24. Operating leases
The total future minimum lease payments under non-cancellable operating leases are as follows:
2023
2022
£
£
Not later than 1 year
128,718
127,448
Later than 1 year and not later than 5 years
624,648
356,888
---------
---------
753,366
484,336
---------
---------
25. Related party transactions
The company has taken advantage of the exemptions available under FRS1020 relating to the disclosure of related party transactions with other members of the Champions Group Holdings Limited group. During the year the company made the following related party transactions:- Barrington Trust A director is a trustee of the trust. During the year, the company paid rent of £75,000 (2022 £75,000) and pension payments £300,000 (2022 £200,000) to the trust. Cynthia Neal Settlement Trust A shareholder of the parent company is a trustee of the trust. During the year, the company paid rent of £84,754 (2022 £89,722) to the trust. At the year end a balance of £Nil (2022 £12,000) was due to the Trust. British Par 3 Championship Limited This company is controlled by a director. During the year, the company made sales of £50,000(2022 £Nil) to British Par 3 Championship Limited.

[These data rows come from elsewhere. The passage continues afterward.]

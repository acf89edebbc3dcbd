//! Character display fed from the web form and JSON API.
//!
//! A [`TextPanel`] owns the cursor and the backlight timer on top of any
//! [`TextDisplay`]. Requests are parsed into a [`DisplayUpdate`] first, so
//! the form and the JSON API share one apply path.

use alloc::format;
use alloc::string::String;
use core::convert::Infallible;
use core::fmt;

use serde_json::{json, Value};

use crate::percent::{self, FormArgs};

pub const DISPLAY_PATH: &str = "/display";
pub const DISPLAY_API_PATH: &str = "/api/display";

/// Backlight time after an update that does not name one.
pub const DEFAULT_BACKLIGHT_MS: u32 = 5_000;

/// Fixed-size character display with a cursor and a switchable backlight.
pub trait TextDisplay {
    type Error: fmt::Debug;

    /// Columns and rows.
    fn size(&self) -> (u8, u8);

    /// Blank the screen and home the cursor.
    fn clear(&mut self) -> Result<(), Self::Error>;

    fn set_cursor(&mut self, col: u8, row: u8) -> Result<(), Self::Error>;

    /// Draw at the cursor and advance it by one cell.
    fn write_char(&mut self, ch: char) -> Result<(), Self::Error>;

    fn set_backlight(&mut self, on: bool) -> Result<(), Self::Error>;
}

/// Placeholder for builds without a display.
#[derive(Debug, Default, Clone, Copy)]
pub struct NoDisplay;

impl TextDisplay for NoDisplay {
    type Error = Infallible;

    fn size(&self) -> (u8, u8) {
        (0, 0)
    }

    fn clear(&mut self) -> Result<(), Self::Error> {
        Ok(())
    }

    fn set_cursor(&mut self, _col: u8, _row: u8) -> Result<(), Self::Error> {
        Ok(())
    }

    fn write_char(&mut self, _ch: char) -> Result<(), Self::Error> {
        Ok(())
    }

    fn set_backlight(&mut self, _on: bool) -> Result<(), Self::Error> {
        Ok(())
    }
}

/// One display request, already decoded.
#[derive(Debug, Clone, Default, PartialEq, Eq)]
pub struct DisplayUpdate {
    pub message: Option<String>,
    pub clear: bool,
    pub col: Option<u8>,
    pub row: Option<u8>,
    /// `Some(0)` switches the backlight off.
    pub backlight_ms: Option<u32>,
    /// Buzzer units; 0 means no alarm.
    pub alarm_units: u16,
}

impl DisplayUpdate {
    /// Form fields: `msg` (percent-encoded), `clear`, `x`, `y`,
    /// `backlight` in seconds, `alarm` in 0.1 s units. Blank numeric
    /// fields are ignored; non-numeric text reads as 0.
    pub fn from_form(args: &FormArgs) -> Self {
        let number = |key: &str| {
            args.get(key)
                .filter(|raw| !raw.is_empty())
                .map(|raw| leading_int(raw))
        };
        Self {
            message: args.get("msg").map(|raw| percent::decode_to_string(raw)),
            clear: number("clear").is_some_and(|value| value > 0),
            col: number("x").map(clamp_u8),
            row: number("y").map(clamp_u8),
            backlight_ms: number("backlight")
                .map(|secs| clamp_u32(secs.saturating_mul(1000))),
            alarm_units: number("alarm").map_or(0, clamp_u16),
        }
    }

    /// JSON object with `msg`, `clear`, `x`, `y`, `backlight` (seconds,
    /// may be fractional) and `alarm`. Naming either coordinate sets both,
    /// a missing one reading as 0. Returns `None` for non-objects.
    pub fn from_json(request: &Value) -> Option<Self> {
        let obj = request.as_object()?;
        let int = |key: &str| obj.get(key).and_then(Value::as_i64).unwrap_or(0);
        let (col, row) = if obj.contains_key("x") || obj.contains_key("y") {
            (Some(clamp_u8(int("x"))), Some(clamp_u8(int("y"))))
        } else {
            (None, None)
        };
        Some(Self {
            message: obj
                .get("msg")
                .and_then(Value::as_str)
                .filter(|msg| !msg.is_empty())
                .map(String::from),
            clear: obj.get("clear").and_then(Value::as_bool).unwrap_or(false),
            col,
            row,
            backlight_ms: obj
                .get("backlight")
                .and_then(Value::as_f64)
                .map(|secs| (secs * 1000.0) as u32),
            alarm_units: clamp_u16(int("alarm")),
        })
    }

    /// Whether applying this touches the display or the buzzer.
    pub fn is_change(&self) -> bool {
        self.message.is_some()
            || self.clear
            || self.col.is_some()
            || self.row.is_some()
            || self.backlight_ms.is_some()
            || self.alarm_units > 0
    }
}

/// C-style `atoi`: optional sign, then leading digits; anything else is 0.
fn leading_int(raw: &str) -> i64 {
    let text = raw.trim_start();
    let (negative, digits) = match text.as_bytes().first() {
        Some(b'-') => (true, &text[1..]),
        Some(b'+') => (false, &text[1..]),
        _ => (false, text),
    };
    let mut value: i64 = 0;
    for b in digits.bytes().take_while(u8::is_ascii_digit) {
        value = value.saturating_mul(10).saturating_add(i64::from(b - b'0'));
    }
    if negative {
        -value
    } else {
        value
    }
}

fn clamp_u8(value: i64) -> u8 {
    value.clamp(0, i64::from(u8::MAX)) as u8
}

fn clamp_u16(value: i64) -> u16 {
    value.clamp(0, i64::from(u16::MAX)) as u16
}

fn clamp_u32(value: i64) -> u32 {
    value.clamp(0, i64::from(u32::MAX)) as u32
}

/// Cursor and backlight state for one [`TextDisplay`].
pub struct TextPanel<D> {
    display: D,
    col: u8,
    row: u8,
    backlight_until: Option<u32>,
}

impl<D: TextDisplay> TextPanel<D> {
    pub fn new(display: D) -> Self {
        Self {
            display,
            col: 0,
            row: 0,
            backlight_until: None,
        }
    }

    /// Blank screen, backlight off.
    pub fn begin(&mut self) -> Result<(), D::Error> {
        self.display.clear()?;
        self.col = 0;
        self.row = 0;
        self.backlight_until = None;
        self.display.set_backlight(false)
    }

    pub fn display(&self) -> &D {
        &self.display
    }

    pub fn cursor(&self) -> (u8, u8) {
        (self.col, self.row)
    }

    pub fn backlight_on(&self) -> bool {
        self.backlight_until.is_some()
    }

    /// Apply everything but the alarm, which belongs to the buzzer.
    /// Does nothing and returns `false` when the update changes nothing.
    pub fn apply(&mut self, update: &DisplayUpdate, now_ms: u32) -> Result<bool, D::Error> {
        if !update.is_change() {
            return Ok(false);
        }
        if update.clear {
            self.display.clear()?;
            self.col = 0;
            self.row = 0;
        }
        let (width, height) = self.display.size();
        if let Some(col) = update.col {
            self.col = col.min(width.saturating_sub(1));
        }
        if let Some(row) = update.row {
            self.row = row.min(height.saturating_sub(1));
        }
        self.display.set_cursor(self.col, self.row)?;
        if let Some(message) = update.message.as_deref() {
            self.print(message)?;
        }
        let backlight_ms = update.backlight_ms.unwrap_or(DEFAULT_BACKLIGHT_MS);
        if backlight_ms > 0 {
            self.backlight_until = Some(now_ms.wrapping_add(backlight_ms));
            self.display.set_backlight(true)?;
        } else {
            self.backlight_until = None;
            self.display.set_backlight(false)?;
        }
        log::debug!(
            "[DSP] cursor {},{} backlight {}ms",
            self.col,
            self.row,
            backlight_ms
        );
        Ok(true)
    }

    /// Write at the cursor, wrapping to the next row at the right edge and
    /// back to the top after the last row.
    fn print(&mut self, message: &str) -> Result<(), D::Error> {
        let (width, height) = self.display.size();
        if width == 0 || height == 0 {
            return Ok(());
        }
        for ch in message.chars() {
            self.display.write_char(ch)?;
            self.col += 1;
            if self.col >= width {
                self.col = 0;
                self.row += 1;
                if self.row >= height {
                    self.row = 0;
                }
                self.display.set_cursor(self.col, self.row)?;
            }
        }
        Ok(())
    }

    /// Switch the backlight off once its time is up.
    pub fn poll(&mut self, now_ms: u32) {
        let Some(until) = self.backlight_until else {
            return;
        };
        // wrapping-safe "now >= until"
        if (now_ms.wrapping_sub(until) as i32) < 0 {
            return;
        }
        self.backlight_until = None;
        if let Err(err) = self.display.set_backlight(false) {
            log::warn!("[DSP] backlight off failed: {:?}", err);
        }
    }

    /// `/api/display` document. `alarm_ms` is the buzzer's remaining time.
    pub fn to_json(&self, alarm_ms: u32) -> Value {
        let (width, height) = self.display.size();
        json!({
            "width": width,
            "height": height,
            "x": self.col,
            "y": self.row,
            "backlight": self.backlight_on(),
            "alarmMs": alarm_ms,
        })
    }

    /// Display form. The alarm field is only offered with a buzzer.
    pub fn render_page(&self, with_alarm: bool) -> String {
        let (width, height) = self.display.size();
        let mut page = format!(
            "<html><head><title>Display</title></head><body><h1>Display</h1>\
             <p>{}x{} characters, backlight {}</p>\
             <form method='post' action='{}'>",
            width,
            height,
            if self.backlight_on() { "on" } else { "off" },
            DISPLAY_PATH
        );
        page.push_str("Message: <input name='msg'><br>\n");
        page.push_str(&format!(
            "Position X: <input name='x' value='{}'>, Y: <input name='y' value='{}'><br>\n",
            self.col, self.row
        ));
        page.push_str("<input type='checkbox' name='clear' value='1'>Clear<br>\n");
        page.push_str("Backlight: <input name='backlight'> <i>(seconds)</i><br>\n");
        if with_alarm {
            page.push_str("Alarm: <input name='alarm'> <i>(times 0.1 second)</i><br>\n");
        }
        page.push_str(&format!(
            "<input type='submit'></form><p>REST interface: POST JSON to {}</p></body></html>",
            DISPLAY_API_PATH
        ));
        page
    }
}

D Simms Director During the year, the company made purchases of £12,479 (2022 £6,000) from S Simms. MM Media Partners Limited This company is controlled by a director. During the year, the company made sales of £50,581 (2022 £50,843) to MM Media Partners Limited. At the end of the year a balance of £7,042 (2022 £Nil) was due to the company. Motivational Speakers Agency Limited This company is controlled by a director. During the year, the company recharged costs of £Nil (2022 £113,211) to Motivational Speakers Agency Limited. Influencer Matchmaker Limited This company is controlled by a director. During the year, the company recharged costs of £Nil (2022 £109,596) to Influencer Matchmaker Limited. Diginius Limited An investment is held in this company by a group company. During the year, the company made sales of £10,710 (2022 £19,466) and purchases of £91,623 (2022 £46,410). At the year end a balance of £4,540 (2022 (£5,795)) was due from the company. Clarity Growth Limited This company is controlled by a director. During the year, the company made purchases of £56,351 (2022 £Nil) to Clarity Growth Limited. At the end of the year a balance of £12,601 (2022 £Nil) was due from the company. The company also made sales of £19,812 (2022 £Nil). At the year end a balance of £600 was due to the company.
26. Controlling party
The company's immediate and ultimate parent company Champions Group Holdings Limited, a company incorporated in England and Wales. The address of the registered office is Barrington House Leake Road, Costock, Loughborough, England, LE12 6XA. Copies of the consolidated financial statements of Champions Group Holdings Limited are available from Companies House. The Directors do not consider there to be an ultimate controlling party.